La Laguna Blanca, un humedal de aguas tranquilas y hogar de cientos de aves migratorias protegidas dentro del parque.

Es un sitio esencial para cientos de aves, especialmente durante las temporadas migratorias. Allí reposan y se alimentan especies emblemáticas como flamencos, cauquenes, coscorobas y distintas variedades de patos. En total, se registraron más de 300 especies de aves, una muestra de la importancia ecológica del humedal.

El parque también es hogar de dos anfibios endémicos que solo existen en esta región: la rana de Laguna Blanca (Atelognathus patagonicus) y A. praebasalticus, ambas muy vulnerables a los cambios ambientales y protegidas dentro del área.

Un paisaje de estepa, volcanes y vida silvestre

El entorno está formado por un mosaico de ambientes: estepa abierta, pastizales, pequeñas lagunas secundarias, afloramientos volcánicos y suelos erosionados por el viento. A pesar del clima árido y las fuertes ráfagas que gobiernan la zona, la flora se adapta con especies resistentes como coirones, arbustos bajos y plantas esteparias que sobreviven en condiciones extremas.

La fauna, por su parte, sorprende por su capacidad de adaptación: guanacos, zorros, aves rapaces y pequeños mamíferos conviven en este escenario agreste donde la inmensidad es protagonista.

Qué hacer en el Parque Nacional Laguna Blanca

El lugar cuenta con dos áreas de uso público, Laguna Blanca y Estero Poí, preparadas para recibir visitantes que buscan un contacto directo con la naturaleza. Entre las actividades más recomendadas están:

● Caminatas por senderos interpretativos
Ideal para explorar la flora, la geología volcánica y la observación de aves acuáticas.

● Avistaje de fauna
Los miradores y pasarelas permiten observar flamencos, patos, macáes y, con un poco de suerte, especies más esquivas como zorros y pequeños roedores.

● Navegación sin motor (con autorización)
En la laguna se permiten kayaks y embarcaciones livianas, siempre bajo indicación de guardaparques.

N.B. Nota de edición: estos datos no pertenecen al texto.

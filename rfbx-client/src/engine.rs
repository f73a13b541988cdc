//! The protocol engine: connection state, the read driver, and the
//! normal-phase message dispatch.
//!
//! The engine is single-threaded and cooperative. One logical task (the
//! read driver) pulls typed values off the receive stream; client commands
//! are drained between server messages. Sends never suspend the driver.
//!
//! Ordering guarantees kept here:
//!
//! - rectangles of one FramebufferUpdate are fully processed in wire order
//!   before the follow-up update request is sent;
//! - the renderer sees draws in rectangle order and one `flip` per update;
//! - before a new update is decoded, a pending renderer backlog is flushed
//!   (backpressure);
//! - decoder zlib streams reset only on wire command, never between
//!   rectangles.

use crate::clipboard::ClipboardState;
use crate::config::Config;
use crate::errors::ClientError;
use crate::events::{Command, Event};
use rfbx_encodings::{
    CopyRectDecoder, Decoder, HextileDecoder, JpegDecoder, RawDecoder, RreDecoder, TightDecoder,
    ZrleDecoder,
};
use rfbx_protocol::messages::{
    encodings, server_msg, ClientFence, ClientXvp, EnableContinuousUpdates,
    FramebufferUpdateRequest, KeyEvent, PointerEvent, QemuExtendedKeyEvent, SetDesktopSize,
    SetEncodings, UpdateRect,
};
use rfbx_protocol::{RecvStream, SendStream, TransportChannels};
use rfbx_render::Renderer;
use std::time::Duration;

/// How often the read driver polls the command channel while the server
/// is quiet.
const COMMAND_POLL: Duration = Duration::from_millis(50);

/// Grace period for a clean disconnect before the state is forced.
const DISCONNECT_TIMEOUT: Duration = Duration::from_secs(3);

/// Negotiated protocol version, capped at 3.8.
#[derive(Debug, Clone, Copy, PartialEq, Eq, PartialOrd, Ord)]
pub(crate) enum RfbVersion {
    V3_3,
    V3_7,
    V3_8,
}

/// Connection lifecycle. `Disconnected` is terminal.
#[derive(Debug, Clone, Copy, PartialEq, Eq)]
pub(crate) enum ConnectionState {
    Unused,
    Connecting,
    Connected,
    Disconnecting,
    Disconnected,
}

/// The eight rectangle decoders, dispatched by encoding number.
///
/// A closed set of variants, so plain matching beats trait objects here;
/// the decoders keep `&mut self` state (zlib streams, table caches) for
/// the connection lifetime.
struct DecoderSet {
    raw: RawDecoder,
    copy_rect: CopyRectDecoder,
    rre: RreDecoder,
    hextile: HextileDecoder,
    tight: TightDecoder,
    tight_png: TightDecoder,
    zrle: ZrleDecoder,
    jpeg: JpegDecoder,
}

impl DecoderSet {
    fn new() -> Self {
        Self {
            raw: RawDecoder,
            copy_rect: CopyRectDecoder,
            rre: RreDecoder,
            hextile: HextileDecoder,
            tight: TightDecoder::tight(),
            tight_png: TightDecoder::tight_png(),
            zrle: ZrleDecoder::new(),
            jpeg: JpegDecoder::new(),
        }
    }

    async fn decode<R: Renderer>(
        &mut self,
        rect: &UpdateRect,
        stream: &mut RecvStream,
        renderer: &mut R,
        depth: u8,
    ) -> Result<(), ClientError> {
        let result = match rect.encoding {
            encodings::RAW => self.raw.decode_rect(rect, stream, renderer, depth).await,
            encodings::COPY_RECT => self.copy_rect.decode_rect(rect, stream, renderer, depth).await,
            encodings::RRE => self.rre.decode_rect(rect, stream, renderer, depth).await,
            encodings::HEXTILE => self.hextile.decode_rect(rect, stream, renderer, depth).await,
            encodings::TIGHT => self.tight.decode_rect(rect, stream, renderer, depth).await,
            encodings::TIGHT_PNG => self.tight_png.decode_rect(rect, stream, renderer, depth).await,
            encodings::ZRLE => self.zrle.decode_rect(rect, stream, renderer, depth).await,
            encodings::JPEG => self.jpeg.decode_rect(rect, stream, renderer, depth).await,
            other => {
                return Err(ClientError::ProtocolViolation(format!(
                    "unknown encoding {other} for rect at ({}, {})",
                    rect.x, rect.y
                )))
            }
        };
        result.map_err(ClientError::from_decoder)
    }
}
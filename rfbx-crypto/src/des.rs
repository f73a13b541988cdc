//! DES primitives for the legacy VNC authentication schemes.
//!
//! VNC Authentication (security type 2) derives its DES key from the
//! password with a historical quirk: the password is truncated/zero-padded
//! to 8 bytes and every byte has its bits reversed before being used as
//! the key. The 16-byte server challenge is then encrypted as two 8-byte
//! blocks in ECB mode.
//!
//! MSLogonII reuses DES in CBC mode, keyed directly with the 8-byte
//! Diffie-Hellman secret (no bit reversal; the reversal is a VNC password
//! quirk only).

use cipher::{BlockEncrypt, KeyInit};
use des::Des;

/// Reverse the bits within a single byte (the VNC password-key quirk).
fn reverse_bits(byte: u8) -> u8 {
    let mut result = 0u8;
    for i in 0..8 {
        if byte & (1 << i) != 0 {
            result |= 1 << (7 - i);
        }
    }
    result
}

/// Derive the VNC DES key from a password: ASCII bytes, right-padded with
/// zeros to 8 bytes, each byte bit-reversed. An empty password yields the
/// all-zero key.
pub fn vnc_key(password: &str) -> [u8; 8] {
    let mut key = [0u8; 8];
    for (i, &byte) in password.as_bytes().iter().take(8).enumerate() {
        key[i] = reverse_bits(byte);
    }
    key
}

/// Encrypt a 16-byte VNC authentication challenge with the password-derived
/// key, two 8-byte blocks in ECB mode.
pub fn encrypt_challenge(password: &str, challenge: &[u8; 16]) -> [u8; 16] {
    let cipher = Des::new_from_slice(&vnc_key(password)).expect("8-byte key");

    let mut out = [0u8; 16];
    for (i, block) in challenge.chunks_exact(8).enumerate() {
        let mut b: [u8; 8] = block.try_into().expect("8-byte block");
        let mut ga = b.into();
        cipher.encrypt_block(&mut ga);
        b.copy_from_slice(&ga);
        out[i * 8..(i + 1) * 8].copy_from_slice(&b);
    }
    out
}

/// DES-CBC encrypt `data` in place with a raw 8-byte key and IV.
///
/// `data.len()` must be a multiple of 8; MSLogonII uses fixed 256- and
/// 64-byte credential blocks.
pub fn cbc_encrypt(key: &[u8; 8], iv: &[u8; 8], data: &mut [u8]) {
    debug_assert!(data.len() % 8 == 0);
    let cipher = Des::new_from_slice(key).expect("8-byte key");

    let mut prev = *iv;
    for block in data.chunks_exact_mut(8) {
        for (b, p) in block.iter_mut().zip(prev.iter()) {
            *b ^= p;
        }
        let mut ga = <[u8; 8]>::try_from(&*block).expect("8-byte block").into();
        cipher.encrypt_block(&mut ga);
        block.copy_from_slice(&ga);
        prev.copy_from_slice(block);
    }
}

● Recorridos por la estepa
Las panorámicas desde los puntos altos permiten apreciar mejor la vastedad del paisaje y los colores cambiantes del agua.

También hay dos campings gratuitos —uno en cada área— con fogones, mesas y sanitarios. No cuentan con agua potable, por lo que es indispensable llevar provisiones.

La estepa volcánica que rodea la laguna crea un paisaje único, ideal para caminatas, avistaje y desconexión total.

Un humedal que el mundo reconoce

La designación como Sitio Ramsar en 1992 reafirmó el valor internacional de este ecosistema. Además de su biodiversidad, la Laguna Blanca es un punto clave para aves migratorias del hemisferio norte y del sur y un reservorio fundamental en una región donde el agua es un recurso escaso.

Visitar este parque es conectar con un paisaje que aún conserva su esencia original: un territorio silencioso, inmenso y lleno de vida. Un rincón del país donde la naturaleza habla bajito y el verano se vive de otra manera.